When good databases go bad

Dealing with database corruption

Ants Aasma, Cybertec

Introductions

About me

  • Currently I work for Cybertec, helping others run PostgreSQL.
    • High-availability setups
    • Automated deployment
    • Making PostgreSQL run FAST.
    • Fix up databases that have gone pear shaped.
  • Previously a software architect at Estonian Ministry of Interior.
  • ants@cybertec.at

The problem statement

  • PostgreSQL is a very reliable piece of software
  • But sometimes Bad Stuff just happens
  • Being prepared will make the difference.
ERROR: invalid page in block 572319 of relation base/123456/234567
ERROR: invalid memory alloc request size 18446744073709551614

Overview of the talk

  • What can go wrong
  • What to do when corruption does happen
  • How to recover
  • Keeping out of trouble

What can go wrong?

Hardware failures

  • Broken hardware means broken databases.
  • Lots of stuff can break your server, but for data integrity we can make do with a simplified view.
    • CPU
    • RAM
    • Network
    • Storage
    • Power supply

CPU

  • Rarely the issue
  • Mostly causes crashes when it is

RAM

  • Failures are rather frequent.
  • Occasional 1 bit errors ("cosmic rays") are more rare than broken chips (e.g. row line stuck at 1).
  • Can silently corrupt large amounts of data.
  • ECC mostly fixes it.

Network

  • TCP/IP checksums by and large take care of the data integrity issues.
  • Use SSL if you need protection from nefarious agents or for a belt-and-suspenders approach.
  • More about availability than integrity.

Storage

  • Modern drives are on the edge of not working.
    • Raw media error rate is about 1:1000.
    • Average block read has 32 errors.
  • SSDs are not any better.
  • Error correction codes mostly fix it under the covers by using 100 bytes of ECC per 4k block.
    • Except when they don't.

Bad blocks

  • Outside of specialized data recovery shops that data is gone.
  • Get your database off that drive ASAP, before further damage occurs!

Silent data corruption

"Of the total sample of 1.53 million disks, 3855 disks developed checksum mismatches – 3088 of the 358,000 nearline disks (0.86%) and 767 of the 1.17 million enterprise class disks (0.065%)." - An Analysis of Data Corruption in the Storage Stack

  • Misdirected writes.
  • Writes replaced with zeroes.
  • Torn writes.
  • Bit errors and garbage data is pretty rare.
  • If there is damage it's pretty likely to have large amounts of it.

Power supply

  • In theory losing power will not cause data loss.
  • In practice...
    • Some drives, especially cheap SSDs, lie about fsync
      • If pg_test_fsync numbers are too good to be true, the probably are.
    • PostgreSQL crash recovery does not get as much testing as normal operation.
    • Spectacular power supply failures can fry your whole RAID set at once.

Software failures

  • Filesystem, storage driver, hypervisor, etc.
  • PostgreSQL
  • Backup and replication tools
  • Firmware and other magic hidden in your storage system

Operator failures

  • Incorrect (or missing) backup practices
  • Accidental DROP TABLE
  • Overzealous optimization
    • Do NOT touch fsync and full_page_writes
  • Multiple servers accessing a single data dir.
  • "Why are all these logs are taking up disk space? They're not even readable."

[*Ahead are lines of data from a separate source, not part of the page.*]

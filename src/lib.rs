//! CloudGrab - SoundCloud Downloader Library
//!
//! This library provides the core functionality for building scdl command
//! lines, running scdl with live output capture, and classifying its output.

pub mod config;
pub mod data_structures;
pub mod logging;
pub mod settings;
pub mod command_builder;
pub mod line_classifier;
pub mod process_runner;
pub mod app;
pub mod gui;
pub mod helper_functions;

#[cfg(all(test, unix))]
mod test_support;

// Re-export commonly used items
pub use config::*;
pub use data_structures::*;
pub use logging::*;
pub use settings::*;
pub use command_builder::*;
pub use line_classifier::*;
pub use process_runner::*;
pub use helper_functions::*;
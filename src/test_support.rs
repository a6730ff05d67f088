//! Shared helpers for tests that launch real processes

use std::io::Write;
use std::os::unix::fs::PermissionsExt;
use std::path::{Path, PathBuf};
use std::sync::{Mutex, MutexGuard};

static PROCESS_LOCK: Mutex<()> = Mutex::new(());

/// Serialize tests that write and then execute scripts.
///
/// A script written while another test forks can be inherited as an open
/// file and fail to exec with "text file busy".
pub(crate) fn process_lock() -> MutexGuard<'static, ()> {
    PROCESS_LOCK.lock().unwrap_or_else(|poisoned| poisoned.into_inner())
}

/// Write an executable shell script standing in for scdl
pub(crate) fn fake_tool(dir: &Path, body: &str) -> PathBuf {
    let path = dir.join("fake-scdl");
    {
        let mut file = std::fs::File::create(&path).unwrap();
        writeln!(file, "#!/bin/sh").unwrap();
        writeln!(file, "{}", body).unwrap();
        file.sync_all().unwrap();
    }
    std::fs::set_permissions(&path, std::fs::Permissions::from_mode(0o755)).unwrap();
    path
}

What to do when stuff has hit the fan?

Keep calm

  • It's easy to cause more issues by making rash decisions.
  • Try not to burn any bridges.

Keep notes

  • During times of stress it's easy to forget stuff and overlook things.
  • Write down all error messages, steps you have tried, etc.
  • It's extremely helpful when you need to get external help.

First, do no harm

  • Take a physical backup before you make things worse by trying to fix them.
    • Preferrably an offline backup.
    • If offline backup is not possible, check to see if the backup is actually usable before continuing.
  • Arrange for WALs to be kept around.
  • Turn off any automated failover software.
  • In case you do screw up, you can try again.
  • In most cases disable application access while you are working.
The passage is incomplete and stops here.